(Records provided begins)
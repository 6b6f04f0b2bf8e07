/*!
# Source Loader

Turns a template path and a list of target patterns into packages: one
package per directory of `.rs` files, each with its parsed files and a table
of its top-level declarations.

The template's package is always loaded first so that later stages can find
it, and every package is loaded at most once however many patterns name it.
*/

use std::fmt;
use std::path::{Path, PathBuf};

use tracing::{debug, error};

pub mod patterns;
pub mod types;

pub use patterns::{split_tags, TargetPattern};
pub use types::{normalize_type, Declaration, Param, TypeInfo};

use crate::syntax::SourceFile;

/// Source loading errors
#[derive(thiserror::Error, Debug)]
pub enum LoadError {
    /// A target pattern named no Rust sources
    #[error("no Rust sources match pattern `{pattern}`")]
    NoMatch { pattern: String },

    /// Reading a directory or file failed
    #[error("{path}: {source}")]
    Io {
        path: PathBuf,
        #[source]
        source: std::io::Error,
    },

    /// Directory traversal failed
    #[error("walking target directories: {0}")]
    Walk(#[from] walkdir::Error),

    /// Loaded files contain syntax errors
    #[error("error loading packages ({count} syntax errors)")]
    Syntax { count: usize },
}

/// Identity of a package: its canonical directory
#[derive(Debug, Clone, PartialEq, Eq, Hash, PartialOrd, Ord)]
pub struct PackageId(PathBuf);

impl PackageId {
    pub fn new(dir: impl Into<PathBuf>) -> Self {
        Self(dir.into())
    }

    pub fn dir(&self) -> &Path {
        &self.0
    }
}

impl fmt::Display for PackageId {
    fn fmt(&self, f: &mut fmt::Formatter<'_>) -> fmt::Result {
        write!(f, "{}", self.0.display())
    }
}

/// A loaded package: parsed files in name order plus their declarations
#[derive(Debug, Clone)]
pub struct Package {
    pub id: PackageId,
    pub files: Vec<SourceFile>,
    pub types: TypeInfo,
}

impl Package {
    pub fn new(id: PackageId, files: Vec<SourceFile>) -> Self {
        let types = TypeInfo::from_files(&files);
        Self { id, files, types }
    }

    pub fn file_paths(&self) -> impl Iterator<Item = &Path> {
        self.files.iter().map(SourceFile::path)
    }

    pub fn contains(&self, path: &Path) -> bool {
        self.file_paths().any(|file| file == path)
    }
}

/// Loads and parses every package reachable from the template and targets
pub trait SourceLoader {
    fn load(&self, template: &Path, patterns: &[String]) -> Result<Vec<Package>, LoadError>;
}

/// Filesystem loader over tree-sitter
#[derive(Debug, Clone, Default)]
pub struct FsLoader {
    tags: Vec<String>,
}

impl FsLoader {
    pub fn new() -> Self {
        Self::default()
    }

    /// Build tags enabling `#![cfg(feature = "...")]` files
    pub fn with_tags(mut self, tags: Vec<String>) -> Self {
        self.tags = tags;
        self
    }

    fn load_package(&self, dir: &Path) -> Result<Package, LoadError> {
        let mut files = Vec::new();
        for path in patterns::rust_files(dir)? {
            let path = patterns::canonical(&path)?;
            let file = SourceFile::read(&path).map_err(|source| LoadError::Io {
                path: path.clone(),
                source,
            })?;
            if patterns::file_enabled(&file, &self.tags) {
                files.push(file);
            } else {
                debug!(file = %path.display(), "Skipping file excluded by build tags");
            }
        }
        Ok(Package::new(PackageId::new(dir), files))
    }
}

impl SourceLoader for FsLoader {
    fn load(&self, template: &Path, patterns: &[String]) -> Result<Vec<Package>, LoadError> {
        let template_dir = template
            .parent()
            .map(Path::to_path_buf)
            .ok_or_else(|| LoadError::NoMatch {
                pattern: template.display().to_string(),
            })?;

        let mut dirs = vec![patterns::canonical(&template_dir)?];
        for pattern in patterns {
            for dir in TargetPattern::parse(pattern).package_dirs(pattern)? {
                if !dirs.contains(&dir) {
                    dirs.push(dir);
                }
            }
        }

        let packages = dirs
            .iter()
            .map(|dir| self.load_package(dir))
            .collect::<Result<Vec<_>, _>>()?;

        let mut count = 0;
        for package in &packages {
            for file in &package.files {
                for syntax_error in file.syntax_errors() {
                    error!("{syntax_error}");
                    count += 1;
                }
            }
        }
        if count > 0 {
            return Err(LoadError::Syntax { count });
        }

        debug!(packages = packages.len(), "Loaded packages");
        Ok(packages)
    }
}

#[cfg(test)]
mod tests {
    use super::*;
    use std::fs;

    fn write(dir: &Path, name: &str, contents: &str) -> PathBuf {
        let path = dir.join(name);
        if let Some(parent) = path.parent() {
            fs::create_dir_all(parent).unwrap();
        }
        fs::write(&path, contents).unwrap();
        path
    }

    #[test]
    fn test_template_package_first_and_deduplicated() {
        let root = tempfile::tempdir().unwrap();
        let template = write(root.path(), "tmpl/template.rs", "fn before() {}\n");
        write(root.path(), "app/b.rs", "fn b() {}\n");
        write(root.path(), "app/a.rs", "fn a() {}\n");

        let patterns = vec![
            root.path().join("app").display().to_string(),
            root.path().join("app/a.rs").display().to_string(),
            root.path().join("tmpl").display().to_string(),
        ];
        let packages = FsLoader::new()
            .load(&template.canonicalize().unwrap(), &patterns)
            .unwrap();

        assert_eq!(packages.len(), 2);
        assert!(packages[0].contains(&template.canonicalize().unwrap()));
        let names: Vec<_> = packages[1]
            .file_paths()
            .map(|p| p.file_name().unwrap().to_string_lossy().to_string())
            .collect();
        assert_eq!(names, vec!["a.rs", "b.rs"]);
    }

    #[test]
    fn test_recursive_pattern_skips_target_and_hidden() {
        let root = tempfile::tempdir().unwrap();
        let template = write(root.path(), "tmpl/template.rs", "fn before() {}\n");
        write(root.path(), "src/lib.rs", "fn a() {}\n");
        write(root.path(), "src/nested/mod.rs", "fn b() {}\n");
        write(root.path(), "src/target/gen.rs", "fn c() {}\n");
        write(root.path(), "src/.hidden/x.rs", "fn d() {}\n");

        let pattern = format!("{}/...", root.path().join("src").display());
        let packages = FsLoader::new()
            .load(&template.canonicalize().unwrap(), &[pattern])
            .unwrap();

        let dirs: Vec<_> = packages[1..]
            .iter()
            .map(|p| p.id.dir().file_name().unwrap().to_string_lossy().to_string())
            .collect();
        assert_eq!(dirs, vec!["src", "nested"]);
    }

    #[test]
    fn test_unmatched_pattern_is_an_error() {
        let root = tempfile::tempdir().unwrap();
        let template = write(root.path(), "tmpl/template.rs", "fn before() {}\n");

        let missing = root.path().join("nowhere").display().to_string();
        let err = FsLoader::new()
            .load(&template.canonicalize().unwrap(), &[missing])
            .unwrap_err();
        assert!(matches!(err, LoadError::NoMatch { .. }));
    }

    #[test]
    fn test_syntax_errors_fail_the_load() {
        let root = tempfile::tempdir().unwrap();
        let template = write(root.path(), "tmpl/template.rs", "fn before() {}\n");
        write(root.path(), "app/broken.rs", "fn broken( {\n");

        let pattern = root.path().join("app").display().to_string();
        let err = FsLoader::new()
            .load(&template.canonicalize().unwrap(), &[pattern])
            .unwrap_err();
        assert!(matches!(err, LoadError::Syntax { count } if count > 0));
    }

    #[test]
    fn test_tags_filter_files() {
        let root = tempfile::tempdir().unwrap();
        let template = write(root.path(), "tmpl/template.rs", "fn before() {}\n");
        write(root.path(), "app/plain.rs", "fn a() {}\n");
        write(
            root.path(),
            "app/fast.rs",
            "#![cfg(feature = \"fast\")]\nconst SPEED: u32 = 9;\n",
        );

        let pattern = root.path().join("app").display().to_string();
        let template = template.canonicalize().unwrap();

        let without = FsLoader::new().load(&template, &[pattern.clone()]).unwrap();
        assert_eq!(without[1].files.len(), 1);
        assert_eq!(without[1].types.value_type("SPEED"), None);

        let with = FsLoader::new()
            .with_tags(vec!["fast".to_string()])
            .load(&template, &[pattern])
            .unwrap();
        assert_eq!(with[1].files.len(), 2);
        assert_eq!(with[1].types.value_type("SPEED"), Some("u32"));
    }
}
(Records provided ends)
• Task requirements: Looking at the records above, state the number of lines where the word "sources" occurs, and write nothing beyond it.

• Exercise answer: 2